═════ Dataset extract ═════

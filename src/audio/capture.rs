use anyhow::{Context, Result};
use cpal::traits::{DeviceTrait, HostTrait, StreamTrait};
use hound::{WavReader, WavSpec, WavWriter};
use ringbuf::{
    traits::{Consumer, Producer, Split},
    HeapCons, HeapRb,
};
use std::path::Path;
use std::sync::atomic::{AtomicBool, Ordering};
use std::sync::Arc;
use tracing::{debug, info, warn};

use crate::config::AudioConfig;

/// Stream lifecycle control, abstracted so capture logic is testable
/// without audio hardware.
trait StreamControl {
    fn play(&self) -> Result<()>;
    fn pause(&self) -> Result<()>;
}

struct CpalStreamControl {
    stream: cpal::Stream,
}

impl StreamControl for CpalStreamControl {
    fn play(&self) -> Result<()> {
        self.stream.play().context("failed to resume audio stream")
    }

    fn pause(&self) -> Result<()> {
        self.stream.pause().context("failed to pause audio stream")
    }
}

/// Recording control seam so the state machine is testable without
/// audio hardware.
#[cfg_attr(test, mockall::automock)]
pub trait Recorder {
    /// Activate the microphone and begin buffering samples.
    ///
    /// # Errors
    /// Returns error if the stream cannot be resumed.
    fn start_recording(&mut self) -> Result<()>;

    /// Deactivate the microphone and return captured samples, converted
    /// to the target sample rate, mono.
    ///
    /// # Errors
    /// Returns error if the stream cannot be paused.
    fn stop_recording(&mut self) -> Result<Vec<f32>>;
}

/// Microphone capture from the default input device.
///
/// The stream stays paused while idle so the microphone is only active
/// between the start and stop toggles. Samples flow through a lock-free
/// ring buffer sized for the configured maximum recording duration.
pub struct AudioCapture {
    #[allow(dead_code)] // kept alive to prevent stream drop
    stream_control: Option<Box<dyn StreamControl>>,
    consumer: HeapCons<f32>,
    is_recording: Arc<AtomicBool>,
    device_sample_rate: u32,
    device_channels: u16,
    target_sample_rate: u32,
}

impl AudioCapture {
    /// Open the default input device and build a paused capture stream.
    ///
    /// # Errors
    /// Returns error if no input device is available or the stream cannot
    /// be created (e.g. microphone in use or missing).
    pub fn new(config: &AudioConfig) -> Result<Self> {
        let host = cpal::default_host();
        let device = host
            .default_input_device()
            .context("no input device available")?;

        let device_name = device.name().unwrap_or_else(|_| "unknown".to_owned());

        let supported_config = device
            .default_input_config()
            .context("failed to get default input config")?;

        let device_sample_rate = supported_config.sample_rate();
        let device_channels = supported_config.channels();

        info!(
            device = %device_name,
            rate = device_sample_rate,
            channels = device_channels,
            "audio input device"
        );

        // Sized so no samples drop within the max recording duration
        let capacity = (device_sample_rate as usize)
            * (device_channels as usize)
            * usize::try_from(config.max_duration_secs).unwrap_or(30);
        let (mut producer, consumer) = HeapRb::<f32>::new(capacity).split();

        let is_recording = Arc::new(AtomicBool::new(false));
        let recording_flag = Arc::clone(&is_recording);

        let stream_config = supported_config.into();
        let stream = device
            .build_input_stream(
                &stream_config,
                move |data: &[f32], _: &cpal::InputCallbackInfo| {
                    if recording_flag.load(Ordering::Relaxed) {
                        let pushed = producer.push_slice(data);
                        if pushed < data.len() {
                            warn!("ring buffer full, dropped {} samples", data.len() - pushed);
                        }
                    }
                },
                move |err| {
                    warn!("audio stream error: {}", err);
                },
                None,
            )
            .context("failed to build input stream")?;

        let stream_control = CpalStreamControl { stream };

        // Start then immediately pause: the mic stays inactive until the
        // first toggle
        stream_control.play()?;
        stream_control.pause()?;
        debug!("audio stream initialized (paused)");

        Ok(Self {
            stream_control: Some(Box::new(stream_control)),
            consumer,
            is_recording,
            device_sample_rate,
            device_channels,
            target_sample_rate: config.sample_rate,
        })
    }

    /// Activate the microphone and begin buffering samples.
    pub fn start_recording(&mut self) -> Result<()> {
        self.consumer.clear();

        // Flag set before resuming the stream so the callback never sees
        // a stale buffer
        self.is_recording.store(true, Ordering::Relaxed);

        if let Some(control) = &self.stream_control {
            control.play()?;
        }

        info!("recording started");
        Ok(())
    }

    /// Deactivate the microphone and return captured samples, converted
    /// to the target sample rate, mono.
    pub fn stop_recording(&mut self) -> Result<Vec<f32>> {
        self.is_recording.store(false, Ordering::Relaxed);

        if let Some(control) = &self.stream_control {
            control.pause()?;
        }

        let mut samples = Vec::new();
        while let Some(sample) = self.consumer.try_pop() {
            samples.push(sample);
        }

        let converted = resample_to_mono(
            &samples,
            self.device_sample_rate,
            self.device_channels,
            self.target_sample_rate,
        );

        info!(
            raw_samples = samples.len(),
            samples = converted.len(),
            "recording stopped"
        );

        Ok(converted)
    }

    /// Save samples as a 16-bit PCM mono WAV at the target sample rate.
    ///
    /// # Errors
    /// Returns error if directory creation or the file write fails.
    pub fn save_wav(samples: &[f32], sample_rate: u32, path: &Path) -> Result<()> {
        if let Some(parent) = path.parent() {
            std::fs::create_dir_all(parent).context("failed to create recordings directory")?;
        }

        let spec = WavSpec {
            channels: 1,
            sample_rate,
            bits_per_sample: 16,
            sample_format: hound::SampleFormat::Int,
        };

        let mut writer = WavWriter::create(path, spec).context("failed to create WAV file")?;

        for &sample in samples {
            // Clamp before scaling: capture can overshoot [-1, 1] slightly
            #[allow(clippy::cast_possible_truncation)]
            let value = (sample.clamp(-1.0, 1.0) * f32::from(i16::MAX)) as i16;
            writer.write_sample(value).context("failed to write sample")?;
        }

        writer.finalize().context("failed to finalize WAV file")?;

        debug!(path = %path.display(), samples = samples.len(), "saved recording");
        Ok(())
    }

    /// Read a 16-bit PCM mono WAV back into f32 samples.
    ///
    /// # Errors
    /// Returns error if the file is missing or not 16-bit mono PCM.
    pub fn load_wav(path: &Path) -> Result<Vec<f32>> {
        let mut reader = WavReader::open(path)
            .with_context(|| format!("failed to open WAV file {}", path.display()))?;

        let spec = reader.spec();
        if spec.channels != 1
            || spec.bits_per_sample != 16
            || spec.sample_format != hound::SampleFormat::Int
        {
            anyhow::bail!(
                "unsupported WAV format in {}: expected 16-bit PCM mono",
                path.display()
            );
        }

        reader
            .samples::<i16>()
            .map(|s| {
                s.map(|v| f32::from(v) / f32::from(i16::MAX))
                    .context("failed to read sample")
            })
            .collect()
    }
}

impl Recorder for AudioCapture {
    fn start_recording(&mut self) -> Result<()> {
        AudioCapture::start_recording(self)
    }

    fn stop_recording(&mut self) -> Result<Vec<f32>> {
        AudioCapture::stop_recording(self)
    }
}

/// Downmix interleaved channels and linearly resample to the target rate.
#[allow(
    clippy::cast_possible_truncation,
    clippy::cast_sign_loss,
    clippy::cast_precision_loss
)]
pub fn resample_to_mono(
    samples: &[f32],
    src_rate: u32,
    channels: u16,
    target_rate: u32,
) -> Vec<f32> {
    let mono: Vec<f32> = if channels <= 1 {
        samples.to_vec()
    } else {
        let channels_f64 = f64::from(channels);
        samples
            .chunks(channels as usize)
            .map(|frame| {
                let sum: f64 = frame.iter().map(|&s| f64::from(s)).sum();
                (sum / channels_f64) as f32
            })
            .collect()
    };

    if src_rate == target_rate || mono.is_empty() {
        return mono;
    }

    let ratio = f64::from(src_rate) / f64::from(target_rate);
    let output_len = ((mono.len() as f64) / ratio).ceil() as usize;

    let mut resampled = Vec::with_capacity(output_len);
    for i in 0..output_len {
        let src_idx = (i as f64) * ratio;
        let floor = (src_idx.floor() as usize).min(mono.len() - 1);
        let ceil = (floor + 1).min(mono.len() - 1);
        let fract = src_idx - src_idx.floor();

        let s1 = f64::from(mono[floor]);
        let s2 = f64::from(mono[ceil]);
        resampled.push(s1.mul_add(1.0 - fract, s2 * fract) as f32);
    }

    resampled
}

#[cfg(test)]
#[allow(clippy::float_cmp)] // assertions use known exact values
mod tests {
    use super::*;

    #[test]
    fn test_stereo_downmix_averages_channels() {
        let stereo = vec![1.0, 2.0, 3.0, 4.0, 5.0, 6.0];
        let result = resample_to_mono(&stereo, 16000, 2, 16000);
        assert_eq!(result, vec![1.5, 3.5, 5.5]);
    }

    #[test]
    fn test_mono_same_rate_passthrough() {
        let mono = vec![0.1, 0.2, 0.3];
        let result = resample_to_mono(&mono, 16000, 1, 16000);
        assert_eq!(result, mono);
    }

    #[test]
    fn test_downsample_48k_to_16k() {
        let samples: Vec<f32> = (1..=9).map(|i| i as f32).collect();
        let result = resample_to_mono(&samples, 48000, 1, 16000);
        assert_eq!(result.len(), 3);
        for &s in &result {
            assert!((1.0..=9.0).contains(&s));
        }
    }

    #[test]
    fn test_upsample_8k_to_16k() {
        let samples = vec![1.0, 2.0, 3.0, 4.0];
        let result = resample_to_mono(&samples, 8000, 1, 16000);
        assert_eq!(result.len(), 8);
        for &s in &result {
            assert!((1.0..=4.0).contains(&s));
        }
    }

    #[test]
    fn test_four_channel_downmix() {
        let samples = vec![1.0, 2.0, 3.0, 4.0, 5.0, 6.0, 7.0, 8.0];
        let result = resample_to_mono(&samples, 16000, 4, 16000);
        assert_eq!(result, vec![2.5, 6.5]);
    }

    #[test]
    fn test_empty_input() {
        let result = resample_to_mono(&[], 44100, 2, 16000);
        assert!(result.is_empty());
    }

    #[test]
    fn test_resample_preserves_amplitude_bounds() {
        let samples = vec![-1.0, -0.5, 0.0, 0.5, 1.0];
        let result = resample_to_mono(&samples, 22050, 1, 16000);
        for &s in &result {
            assert!((-1.0..=1.0).contains(&s));
        }
    }

    #[test]
    fn test_wav_save_load_roundtrip() {
        let dir = std::env::temp_dir().join("dictation_wav_test");
        let path = dir.join("recording_test.wav");
        let _ = std::fs::remove_dir_all(&dir);

        let samples = vec![0.0, 0.25, -0.25, 0.5, -0.5];
        AudioCapture::save_wav(&samples, 16000, &path).unwrap();

        let reader = WavReader::open(&path).unwrap();
        let spec = reader.spec();
        assert_eq!(spec.channels, 1);
        assert_eq!(spec.sample_rate, 16000);
        assert_eq!(spec.bits_per_sample, 16);
        assert_eq!(spec.sample_format, hound::SampleFormat::Int);
        drop(reader);

        let loaded = AudioCapture::load_wav(&path).unwrap();
        assert_eq!(loaded.len(), samples.len());
        for (orig, read) in samples.iter().zip(loaded.iter()) {
            assert!((orig - read).abs() < 1e-3);
        }

        let _ = std::fs::remove_dir_all(&dir);
    }

    #[test]
    fn test_save_wav_clamps_overshoot() {
        let dir = std::env::temp_dir().join("dictation_wav_clamp_test");
        let path = dir.join("recording_clamp.wav");
        let _ = std::fs::remove_dir_all(&dir);

        let samples = vec![2.0, -2.0];
        AudioCapture::save_wav(&samples, 16000, &path).unwrap();

        let loaded = AudioCapture::load_wav(&path).unwrap();
        assert!((loaded[0] - 1.0).abs() < 1e-3);
        assert!((loaded[1] + 1.0).abs() < 1e-3);

        let _ = std::fs::remove_dir_all(&dir);
    }

    #[test]
    fn test_load_wav_missing_file() {
        let result = AudioCapture::load_wav(Path::new("/tmp/no_such_recording.wav"));
        assert!(result.is_err());
    }

    // Mock StreamControl to exercise start/stop without hardware
    struct MockStreamControl {
        played: Arc<AtomicBool>,
        paused: Arc<AtomicBool>,
    }

    impl StreamControl for MockStreamControl {
        fn play(&self) -> Result<()> {
            self.played.store(true, Ordering::Relaxed);
            Ok(())
        }

        fn pause(&self) -> Result<()> {
            self.paused.store(true, Ordering::Relaxed);
            Ok(())
        }
    }

    #[test]
    fn test_start_stop_toggles_stream_and_flag() {
        let played = Arc::new(AtomicBool::new(false));
        let paused = Arc::new(AtomicBool::new(false));

        let mut capture = AudioCapture {
            stream_control: Some(Box::new(MockStreamControl {
                played: Arc::clone(&played),
                paused: Arc::clone(&paused),
            })),
            consumer: HeapRb::<f32>::new(64).split().1,
            is_recording: Arc::new(AtomicBool::new(false)),
            device_sample_rate: 16000,
            device_channels: 1,
            target_sample_rate: 16000,
        };

        capture.start_recording().unwrap();
        assert!(played.load(Ordering::Relaxed));
        assert!(capture.is_recording.load(Ordering::Relaxed));

        let samples = capture.stop_recording().unwrap();
        assert!(paused.load(Ordering::Relaxed));
        assert!(!capture.is_recording.load(Ordering::Relaxed));
        assert!(samples.is_empty());
    }

    #[test]
    fn test_stop_drains_buffered_samples() {
        let rb = HeapRb::<f32>::new(64);
        let (mut producer, consumer) = rb.split();
        producer.push_slice(&[0.1, 0.2, 0.3]);

        let mut capture = AudioCapture {
            stream_control: None,
            consumer,
            is_recording: Arc::new(AtomicBool::new(true)),
            device_sample_rate: 16000,
            device_channels: 1,
            target_sample_rate: 16000,
        };

        let samples = capture.stop_recording().unwrap();
        assert_eq!(samples, vec![0.1, 0.2, 0.3]);
    }

    #[test]
    #[ignore = "requires audio hardware"]
    fn test_capture_initialization() {
        let config = AudioConfig::default();
        let capture = AudioCapture::new(&config);
        assert!(capture.is_ok());
    }

    #[test]
    #[ignore = "requires audio hardware"]
    fn test_recording_cycle() {
        let config = AudioConfig::default();
        let mut capture = AudioCapture::new(&config).unwrap();

        capture.start_recording().unwrap();
        std::thread::sleep(std::time::Duration::from_millis(100));
        let samples = capture.stop_recording().unwrap();
        // Quiet environments may yield zero samples; only verify no error
        let _ = samples;
    }
}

═════

Exercise goal:
Copy each line holding the word "into" from the listing above.

Answer to this exercise:
        let stream_config = supported_config.into();
    /// Read a 16-bit PCM mono WAV back into f32 samples.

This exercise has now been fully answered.